71.
Join me in inspiring truly powerful people. Each day I will add a new thought, story or idea to support your quest and mine.
Today my mind, body and I stand at the confluence of 4 rivers of thought: Krishnamurti, Otto Scharmer, Joseph Campbell and Don Miguel Ruiz. Each thought stream runs together into a big thought-ocean that goes something like this (put on your waders):
The mind must attach to something – it must have a focal point, it must make a story because the mind needs “to know.” The mind’s need is to know. Knowing is locating (who I am, why I am here, what is mine to do). Without ‘knowing’ the mind does not feel safe. The idea of safety is a byproduct of knowing.
Note: writing this is a great example of the mind’s need to know.
The body has a different set of needs that require no explanation. The body needs no focal point because the body is a focal point. The body does not need to know, it needs to experience, to feel.
Initially, the body/experience comes first and the interpretation is second. Later, after expectations are constructed and words are acquired, the patterns of expectation and interpretation can trump even the most potent experience. There is a clear warning sign that you are no longer experiencing life: it is moment you think your life is routine.
It is a trick of language that these aspects, body and mind, are identified as separate, distinct. They are not. They are one action: the body responds to the thought, the mind responds to the impulse. Ignore the body’s impulse (or judge it) and the mind will go crazy with debate. We create endless challenges for ourselves by entertaining the idea that mind is somehow separate from body, that body can be separate from mind.

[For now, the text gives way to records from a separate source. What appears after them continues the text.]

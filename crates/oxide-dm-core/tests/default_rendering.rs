//! Integration tests for statement assembly through the default dialect
//! and through a dialect with its own clause rewriters.

mod common;

use std::collections::HashMap;

use common::{ints, render};
use oxide_dm_core::clause::{Clause, ClauseExpr, LIMIT};
use oxide_dm_core::{
    ClauseBuilder, DataType, Dialect, Expression, Field, GenericDialect, SqlValue, Statement,
    Writer,
};

#[test]
fn select_with_where_order_and_limit() {
    let (sql, vars) = render(
        &GenericDialect::new(),
        vec![
            Clause::select(&["id", "u.name"]),
            Clause::from("users"),
            Clause::where_(vec![
                Expression::raw_with("age > ?", vec![SqlValue::Int(18)]),
                Expression::Or(vec![Expression::raw("admin = 1")]),
            ]),
            Clause::order_by("name", true),
            Clause::limit(Some(10), Some(30)),
        ],
    );
    assert_eq!(
        sql,
        "SELECT `id`,`u`.`name` FROM `users` WHERE age > ? OR admin = 1 \
         ORDER BY `name` DESC LIMIT 10 OFFSET 30"
    );
    assert_eq!(vars, ints(&[18]));
}

#[test]
fn clauses_build_in_query_order_regardless_of_insertion() {
    let (sql, _) = render(
        &GenericDialect::new(),
        vec![
            Clause::limit(Some(1), None),
            Clause::from("t"),
            Clause::select(&[]),
        ],
    );
    assert_eq!(sql, "SELECT * FROM `t` LIMIT 1");
}

#[test]
fn empty_where_writes_nothing() {
    let (sql, _) = render(
        &GenericDialect::new(),
        vec![Clause::from("t"), Clause::where_(vec![])],
    );
    assert_eq!(sql, "FROM `t` ");
}

#[test]
fn generic_type_mapping() {
    let dialect = GenericDialect::new();
    assert_eq!(dialect.data_type_of(&Field::new("a", DataType::Bool)), "boolean");
    assert_eq!(
        dialect.data_type_of(&Field::new("b", DataType::String).size(20)),
        "varchar(20)"
    );
    assert_eq!(
        dialect.data_type_of(&Field::new("c", DataType::Custom("jsonb".into()))),
        "jsonb"
    );
}

struct Paginating;

fn top_n(clause: &Clause, stmt: &mut Statement<'_>) {
    if let ClauseExpr::Limit(limit) = &clause.expression {
        stmt.write_string("FETCH FIRST ");
        stmt.write_string(&limit.limit().unwrap_or(0).to_string());
        stmt.write_string(" ROWS ONLY");
    }
}

impl Dialect for Paginating {
    fn name(&self) -> &'static str {
        "paginating"
    }

    fn data_type_of(&self, _field: &Field) -> String {
        "text".to_string()
    }

    fn clause_builders(&self) -> HashMap<&'static str, ClauseBuilder> {
        let mut builders: HashMap<&'static str, ClauseBuilder> = HashMap::new();
        builders.insert(LIMIT, top_n);
        builders
    }

    fn after_build(&self, sql: &mut String) {
        sql.push(';');
    }
}

#[test]
fn registered_rewriter_replaces_default_rendering() {
    let (sql, _) = render(
        &Paginating,
        vec![
            Clause::select(&["id"]),
            Clause::from("t"),
            Clause::limit(Some(5), None),
        ],
    );
    assert_eq!(sql, "SELECT \"id\" FROM \"t\" FETCH FIRST 5 ROWS ONLY;");
}

#[test]
fn rewriter_sees_the_other_clauses() {
    fn marks_where(_clause: &Clause, stmt: &mut Statement<'_>) {
        let seen = if stmt.has_clause("WHERE") { "yes" } else { "no" };
        stmt.write_string(seen);
    }

    struct Marking;

    impl Dialect for Marking {
        fn name(&self) -> &'static str {
            "marking"
        }

        fn data_type_of(&self, _field: &Field) -> String {
            "text".to_string()
        }

        fn clause_builders(&self) -> HashMap<&'static str, ClauseBuilder> {
            let mut builders: HashMap<&'static str, ClauseBuilder> = HashMap::new();
            builders.insert(LIMIT, marks_where);
            builders
        }
    }

    let (sql, _) = render(
        &Marking,
        vec![
            Clause::where_(vec![Expression::raw("a = 1")]),
            Clause::limit(Some(1), None),
        ],
    );
    assert_eq!(sql, "WHERE a = 1 yes");
}

#[test]
fn explain_inlines_bound_values() {
    let dialect = GenericDialect::new();
    let mut stmt = Statement::new(&dialect);
    stmt.add_clause(Clause::select(&[]));
    stmt.add_clause(Clause::from("t"));
    stmt.add_clause(Clause::where_(vec![Expression::in_list("id", [1_i64, 2])]));
    stmt.build(oxide_dm_core::clause::QUERY_CLAUSES);
    let (sql, vars) = stmt.finish();
    assert_eq!(
        dialect.explain(&sql, &vars),
        "SELECT * FROM `t` WHERE `id` IN ((1,2))"
    );
}
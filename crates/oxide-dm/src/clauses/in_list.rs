//! DM rendering of multi-value `IN` predicates.
//!
//! The ORM's default renderer binds a list value as its own parenthesized
//! group, producing `col IN ((?,?))`. DM wants the values directly inside
//! the `IN` parentheses.

use oxide_dm_core::{Builder, SqlValue, Writer};

/// Writes `column IN (?,?,...)`, flattening list values into one group.
pub fn build_in(column: &str, values: &[SqlValue], builder: &mut dyn Builder) {
    builder.write_quoted(column);
    builder.write_string(" IN (");
    let members = values
        .iter()
        .flat_map(|value| value.as_list().unwrap_or(std::slice::from_ref(value)));
    for (idx, value) in members.enumerate() {
        if idx > 0 {
            builder.write_byte(b',');
        }
        builder.add_var(value);
    }
    builder.write_byte(b')');
}

#[cfg(test)]
mod tests {
    use oxide_dm_core::Statement;

    use super::*;
    use crate::DmDialect;

    #[test]
    fn test_list_is_flattened() {
        let dialect = DmDialect::default();
        let mut stmt = Statement::new(&dialect);
        build_in("id", &[SqlValue::list([1_i64, 2, 3])], &mut stmt);
        assert_eq!(stmt.sql(), "\"id\" IN (?,?,?)");
        assert_eq!(
            stmt.vars(),
            &[SqlValue::Int(1), SqlValue::Int(2), SqlValue::Int(3)]
        );
    }

    #[test]
    fn test_mixed_values() {
        let dialect = DmDialect::default();
        let mut stmt = Statement::new(&dialect);
        build_in(
            "u.id",
            &[SqlValue::list([1_i64, 2]), SqlValue::Int(9)],
            &mut stmt,
        );
        assert_eq!(stmt.sql(), "\"u\".\"id\" IN (?,?,?)");
        assert_eq!(stmt.vars().len(), 3);
    }
}
//! Referential integrity over the entity graph.
//!
//! The checker never fails by itself: it returns every dangling link so a
//! caller can print the full list in one pass and decide whether to exit.

use crate::ontology::model::EntityId;
use crate::ontology::store::EntityStore;
use serde::Serialize;
use std::fmt;

/// A link whose target id is not in the entity table.
#[derive(Clone, Debug, Eq, PartialEq, Serialize)]
pub struct DanglingLink {
    pub source: EntityId,
    pub target: EntityId,
    #[serde(skip_serializing_if = "Option::is_none")]
    pub relation: Option<String>,
}

impl DanglingLink {
    /// `(source, missing target)` pair.
    pub fn pair(&self) -> (&str, &str) {
        (self.source.as_str(), self.target.as_str())
    }
}

impl fmt::Display for DanglingLink {
    fn fmt(&self, f: &mut fmt::Formatter<'_>) -> fmt::Result {
        write!(f, "{} → {}", self.source, self.target)
    }
}

/// Every dangling link, ordered by source id then link position.
pub fn check(entities: &EntityStore) -> Vec<DanglingLink> {
    let mut dangling = Vec::new();
    for entity in entities.iter() {
        for link in &entity.links {
            if !entities.contains(&link.to) {
                dangling.push(DanglingLink {
                    source: entity.id.clone(),
                    target: link.to.clone(),
                    relation: link.relation.clone(),
                });
            }
        }
    }
    dangling
}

People in business like to claim that they can compartmentalize their feelings, which simply means they have deluded themselves into thinking that their feelings and emotions have no impact on their thinking; it is pretense to claim that any aspect of human interaction is objective. Everything, even the most concrete data, requires interpretation, context and point-of-view.
It would be more appropriate if our words for body and mind were verbs. It would be more appropriate if there was one verb for both body and mind or perhaps hundreds of nuance verbs, like the multitude of Eskimo words for snow. There is nothing static in either body or mind. We are processes. We are relationships. We are fluid and not fixed.
Since we are convinced that they are distinct why not declare, “What a perfect team!” A dynamic body rich in experiences together with an expansive mind that needs a focal point in order to perpetually create a story of wonder!